Your objective
The lines from the start of the records through the one containing "pub fn merge_defaults(target: &mut" are to be transcribed exactly, and nothing else.

Task inputs
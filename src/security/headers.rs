//! Standard response headers added around every handler.
//!
//! Policy headers are decided before the handler runs and always win.
//! Defaults only fill in what the handler left unset.

use axum::http::header::{CONTENT_TYPE, EXPIRES, X_FRAME_OPTIONS};
use axum::http::{HeaderMap, HeaderName, HeaderValue, Method};

/// Correlation ID echoed on every response.
pub const X_REQUEST_ID: HeaderName = HeaderName::from_static("x-request-id");

/// Server version and configuration generation.
pub const X_VERSION_ID: HeaderName = HeaderName::from_static("x-version-id");

/// Static pages may only be framed by the same origin.
pub fn apply_frame_options(headers: &mut HeaderMap) {
    headers.insert(X_FRAME_OPTIONS, HeaderValue::from_static("SAMEORIGIN"));
}

/// Defaults for API responses: JSON bodies, and no caching of GET results.
pub fn api_defaults(method: &Method) -> HeaderMap {
    let mut headers = HeaderMap::new();
    headers.insert(CONTENT_TYPE, HeaderValue::from_static("application/json"));
    if *method == Method::GET {
        headers.insert(EXPIRES, HeaderValue::from_static("0"));
    }
    headers
}

/// Copy `policy` into `target`, replacing existing values.
pub fn merge_policy(target: &mut HeaderMap, policy: &HeaderMap) {
    for (name, value) in policy {
        target.insert(name.clone(), value.clone());
    }
}

/// Headers the dispatcher owns: values to set, and names that must not
/// reach the client whatever the handler wrote.
#[derive(Debug, Default)]
pub struct HeaderPolicy {
    pub set: HeaderMap,
    pub absent: Vec<HeaderName>,
}

impl HeaderPolicy {
    pub fn apply(&self, target: &mut HeaderMap) {
        merge_policy(target, &self.set);
        for name in &self.absent {
            target.remove(name);
        }
    }
}

/// Copy `defaults` into `target` only where `target` has no value.
pub fn merge_defaults(target: &mut HeaderMap, defaults: &HeaderMap) {
    for (name, value) in defaults {
        if !target.contains_key(name) {
            target.insert(name.clone(), value.clone());
        }
    }
}

#[cfg(test)]
mod tests {
    use super::*;

    #[test]
    fn test_api_defaults_for_get_and_post() {
        let get = api_defaults(&Method::GET);
        assert_eq!(get[CONTENT_TYPE], "application/json");
        assert_eq!(get[EXPIRES], "0");

        let post = api_defaults(&Method::POST);
        assert!(post.get(EXPIRES).is_none());
    }

    #[test]
    fn test_defaults_do_not_override_handler() {
        let mut response = HeaderMap::new();
        response.insert(CONTENT_TYPE, HeaderValue::from_static("text/plain"));

        merge_defaults(&mut response, &api_defaults(&Method::GET));
        assert_eq!(response[CONTENT_TYPE], "text/plain");
        assert_eq!(response[EXPIRES], "0");
    }

    #[test]
    fn test_policy_removes_absent_headers() {
        let mut response = HeaderMap::new();
        response.insert(CONTENT_TYPE, HeaderValue::from_static("text/html"));
        response.insert(EXPIRES, HeaderValue::from_static("0"));

        let policy = HeaderPolicy {
            set: HeaderMap::new(),
            absent: vec![EXPIRES],
        };
        policy.apply(&mut response);

        assert!(!response.contains_key(EXPIRES));
        assert_eq!(response[CONTENT_TYPE], "text/html");
    }

    #[test]
    fn test_policy_overrides_handler() {
        let mut response = HeaderMap::new();
        response.insert(X_FRAME_OPTIONS, HeaderValue::from_static("ALLOWALL"));

        let mut policy = HeaderMap::new();
        apply_frame_options(&mut policy);
        merge_policy(&mut response, &policy);

        assert_eq!(response.get_all(X_FRAME_OPTIONS).iter().count(), 1);
        assert_eq!(response[X_FRAME_OPTIONS], "SAMEORIGIN");
    }
}
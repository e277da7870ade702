//! Lifecycle management subsystem.
//!
//! # Data Flow
//! ```text
//! Signals (signals.rs):
//!     SIGTERM/SIGINT → Shutdown::trigger
//!
//! Shutdown (shutdown.rs):
//!     trigger → every server's graceful shutdown → drain → exit
//! ```

pub mod shutdown;
pub mod signals;

pub use shutdown::Shutdown;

Solved exercise
filename src/security/headers.rs
//! Standard response headers added around every handler.
//!
//! Policy headers are decided before the handler runs and always win.
//! Defaults only fill in what the handler left unset.

use axum::http::header::{CONTENT_TYPE, EXPIRES, X_FRAME_OPTIONS};
use axum::http::{HeaderMap, HeaderName, HeaderValue, Method};

/// Correlation ID echoed on every response.
pub const X_REQUEST_ID: HeaderName = HeaderName::from_static("x-request-id");

/// Server version and configuration generation.
pub const X_VERSION_ID: HeaderName = HeaderName::from_static("x-version-id");

/// Static pages may only be framed by the same origin.
pub fn apply_frame_options(headers: &mut HeaderMap) {
    headers.insert(X_FRAME_OPTIONS, HeaderValue::from_static("SAMEORIGIN"));
}

/// Defaults for API responses: JSON bodies, and no caching of GET results.
pub fn api_defaults(method: &Method) -> HeaderMap {
    let mut headers = HeaderMap::new();
    headers.insert(CONTENT_TYPE, HeaderValue::from_static("application/json"));
    if *method == Method::GET {
        headers.insert(EXPIRES, HeaderValue::from_static("0"));
    }
    headers
}

/// Copy `policy` into `target`, replacing existing values.
pub fn merge_policy(target: &mut HeaderMap, policy: &HeaderMap) {
    for (name, value) in policy {
        target.insert(name.clone(), value.clone());
    }
}

/// Headers the dispatcher owns: values to set, and names that must not
/// reach the client whatever the handler wrote.
#[derive(Debug, Default)]
pub struct HeaderPolicy {
    pub set: HeaderMap,
    pub absent: Vec<HeaderName>,
}

impl HeaderPolicy {
    pub fn apply(&self, target: &mut HeaderMap) {
        merge_policy(target, &self.set);
        for name in &self.absent {
            target.remove(name);
        }
    }
}

/// Copy `defaults` into `target` only where `target` has no value.
pub fn merge_defaults(target: &mut HeaderMap, defaults: &HeaderMap) {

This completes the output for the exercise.